I have been fighting property title fraud since 2003, and notaries public played integral parts in every case…but not in the way you think.
The victims of real estate scams almost always assume that the notary was complicit in the crime, but in my experience, this is almost never true. In most cases, the con artist victimized the notary too. There is one major exception to this rule: fraud by fake notario publicos. As I discuss below, notario fraud is a version of affinity fraud, in which con artists from Latin American countries take advantage of their fellow ex-patriots here in the United States.
What is the penalty for notarizing a forged signature?
Accomplice liability theory would make the notary as guilty as the con artist themselves if the notary knowingly and intentionally notarized a forged signature. Various states might have penalties specifically to punish notaries who commit crimes, but even if they don’t, the state can prosecute a notary for aiding and abetting the criminal acts of a fraudster.
With that said, in my experience, notaries are rarely complicit in the criminal activity.

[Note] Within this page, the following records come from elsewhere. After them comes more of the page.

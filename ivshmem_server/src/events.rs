//! Event sink injected into the server.
//!
//! The server never logs directly. Every noteworthy step is described as a
//! [`ServerEvent`] and handed to the [`EventSink`] passed at construction.
//! [`TracingSink`] forwards to `tracing`; [`CollectingSink`] keeps events in
//! memory for embedding and tests.

use parking_lot::Mutex;
use std::os::fd::RawFd;
use std::path::PathBuf;
use std::sync::Arc;
use tracing::{debug, info, warn};

use crate::peer::PeerId;

/// Something the server did or failed to do.
#[derive(Debug, Clone, PartialEq, Eq)]
pub enum ServerEvent {
    /// Region and listening socket are ready.
    Started {
        /// Listening socket path.
        socket_path: PathBuf,
        /// Backing store path.
        shm_path: PathBuf,
        /// Size the region was actually set to.
        region_size: u64,
        /// Vectors per peer.
        n_vectors: u32,
    },
    /// A raw connection was accepted.
    Accepted {
        /// Descriptor of the new connection.
        fd: RawFd,
    },
    /// Accept failed (including no pending connection).
    AcceptFailed {
        /// Error description.
        reason: String,
    },
    /// A handshake aborted; the connection was dropped.
    HandshakeFailed {
        /// Error description.
        reason: String,
    },
    /// A peer completed its handshake and was registered.
    PeerAdded {
        /// Identity assigned to the peer.
        id: PeerId,
        /// Number of vectors created for it.
        vectors: usize,
    },
    /// A peer disconnected and was torn down.
    PeerRemoved {
        /// Identity of the departed peer.
        id: PeerId,
        /// Remaining registered peers.
        remaining: usize,
    },
    /// A notification to a bystander peer could not be delivered.
    BroadcastFailed {
        /// Peer that missed the message.
        recipient: PeerId,
        /// Subject id of the lost message.
        subject: PeerId,
        /// Error description.
        reason: String,
    },
    /// Shutdown started; `peers` are released without notification.
    ShuttingDown {
        /// Peers still registered.
        peers: usize,
    },
    /// The listening socket path could not be removed.
    SocketCleanupFailed {
        /// Socket path.
        path: PathBuf,
        /// Error description.
        reason: String,
    },
}

/// Destination for server events.
pub trait EventSink {
    /// Record one event.
    fn record(&self, event: &ServerEvent);
}

impl<S: EventSink + ?Sized> EventSink for Arc<S> {
    fn record(&self, event: &ServerEvent) {
        (**self).record(event);
    }
}

/// Forwards events to `tracing`.
///
/// Protocol chatter is emitted at `debug` only when `verbose` is set;
/// membership changes go to `info`, failures to `warn`.
#[derive(Debug, Clone, Copy, Default)]
pub struct TracingSink {
    verbose: bool,
}

impl TracingSink {
    /// Create a sink; `verbose` enables per-connection chatter.
    pub const fn new(verbose: bool) -> Self {
        Self { verbose }
    }
}

impl EventSink for TracingSink {
    fn record(&self, event: &ServerEvent) {
        match event {
            ServerEvent::Started {
                socket_path,
                shm_path,
                region_size,
                n_vectors,
            } => info!(
                "listening on {} (shm {}, {} bytes, {} vectors)",
                socket_path.display(),
                shm_path.display(),
                region_size,
                n_vectors
            ),
            ServerEvent::Accepted { fd } => {
                if self.verbose {
                    debug!("accept()={}", fd);
                }
            }
            ServerEvent::AcceptFailed { reason } => {
                if self.verbose {
                    debug!("cannot accept(): {}", reason);
                }
            }
            ServerEvent::HandshakeFailed { reason } => warn!("new peer rejected: {}", reason),
            ServerEvent::PeerAdded { id, vectors } => {
                info!("new peer id = {} ({} vectors)", id, vectors)
            }
            ServerEvent::PeerRemoved { id, remaining } => {
                info!("free peer {} ({} remaining)", id, remaining)
            }
            ServerEvent::BroadcastFailed {
                recipient,
                subject,
                reason,
            } => warn!(
                "peer {} missed notification about {}: {}",
                recipient, subject, reason
            ),
            ServerEvent::ShuttingDown { peers } => info!("close server ({} peers)", peers),
            ServerEvent::SocketCleanupFailed { path, reason } => {
                warn!("cannot remove {}: {}", path.display(), reason)
            }
        }
    }
}

/// Keeps every event in memory.
#[derive(Debug, Default)]
pub struct CollectingSink {
    events: Mutex<Vec<ServerEvent>>,
}

impl CollectingSink {
    /// Create an empty sink.
    pub fn new() -> Self {
        Self::default()
    }

    /// Snapshot of the recorded events.
    pub fn events(&self) -> Vec<ServerEvent> {
        self.events.lock().clone()
    }

    /// Remove and return the recorded events.
    pub fn take(&self) -> Vec<ServerEvent> {
        std::mem::take(&mut *self.events.lock())
    }
}

impl EventSink for CollectingSink {
    fn record(&self, event: &ServerEvent) {
        self.events.lock().push(event.clone());
    }
}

It is far more common that the con artists victimized the notary as well in one of the following ways:
- The con artist used a fake ID to impersonate the true signer in front of the notary. Modern, high-quality fake IDs cannot be detected by the naked eye, and the US Customs and Border Protection (CBP) routinely seizes thousands of them at the border. Just last year, CBP confiscated 19,888 fake drivers licenses in shipments from China and Hong Kong.
- The con artist stole the notary’s stamp. A detective once told me about a notary who worked in a real estate office who did everything right, except for one small thing: She didn’t lock her desk drawer where she kept her notary stamp. When she was away from her desk, someone in her office “borrowed” the stamp and used it on over 400 fraudulent property deeds.
- The con artist forged the notary stamp and signature. In a financial elder abuse case I handled, the fraudster made a beautiful copy of the notary stamp on a power of attorney and forged the signature of the notary. The key problem here is that literally every desktop computer available today has the technology to create believable forgeries.
- The con artist persuaded the notary to do something he wasn’t allowed to do. In one case of mine, the con artists (whose greatest skill is convincing people to trust him) told the notary that he represented homeowners in foreclosure and sometimes they don’t have time to get to a notary. Unfortunately, the notary believed the lie and agreed to “prenotarize” 100 property deeds for the fraudster, who then used them whenever he needed them in his scams. This notary lost his license.
Now, I’m not saying that I’ve never come across a notary who willingly participated in the scam; I have. I’m just saying that it is very rare. If you are the victim of real estate fraud, don’t alienate the notary right off the bat by accusing them of a crime because they will probably end up being a valuable witness for you against the true fraudster.
The website Stopnotariofraud.org explains:
In many Latin American countries, the term “notario publico” refers to an individual who has had a lot of legal training, while in the United States, a notary’s function is simple and straightforward: provide impartial witness to the signing of official documents to prevent fraudulent acts.
People who hold themselves out as notario publicos in the United States MUST be licensed as notaries public in the United States and they MUST NOT provide any legal services. They may only perform the limited authorized functions of notaries, unless they are also licensed as lawyers.
Unfortunately, every ethnic and cultural group has con artists who gladly take advantage of their own people. Scammers will pose as notario publicos and charge substantial fees for services, for which they are not license and which they are not competent to perform, such as immigration services. Unfortunately, the substandard service provided by these fraudsters usually leaves their victims worse off, and the victims then need to hire licensed attorneys to dig them out of the hole that the notario publico dug for them.
Conclusion: Notario Fraud is common, but Notary Fraud is not.
Con artists in immigrant communities, who claim to be authorized and competent to provide legal services as notario publicos, regularly take money from desperate people and leave them worse off. This is a variation of “affinity fraud’, in which a person uses a pre-existing connection to the victim – same ethnicity, race, culture, food, language, history, religion, etc. – to persuade the victim to trust them. Once they have the trust, they can persuade the victim to part with their money.
In contrast, fraud committed by licensed notaries is rare because it is so easy for the con artists to circumvent the notaries by stealing or forging their stamp.
If you are a victim of a notario public or if you are a victim of real estate fraud, the first step you should take is to file a report at your local police station.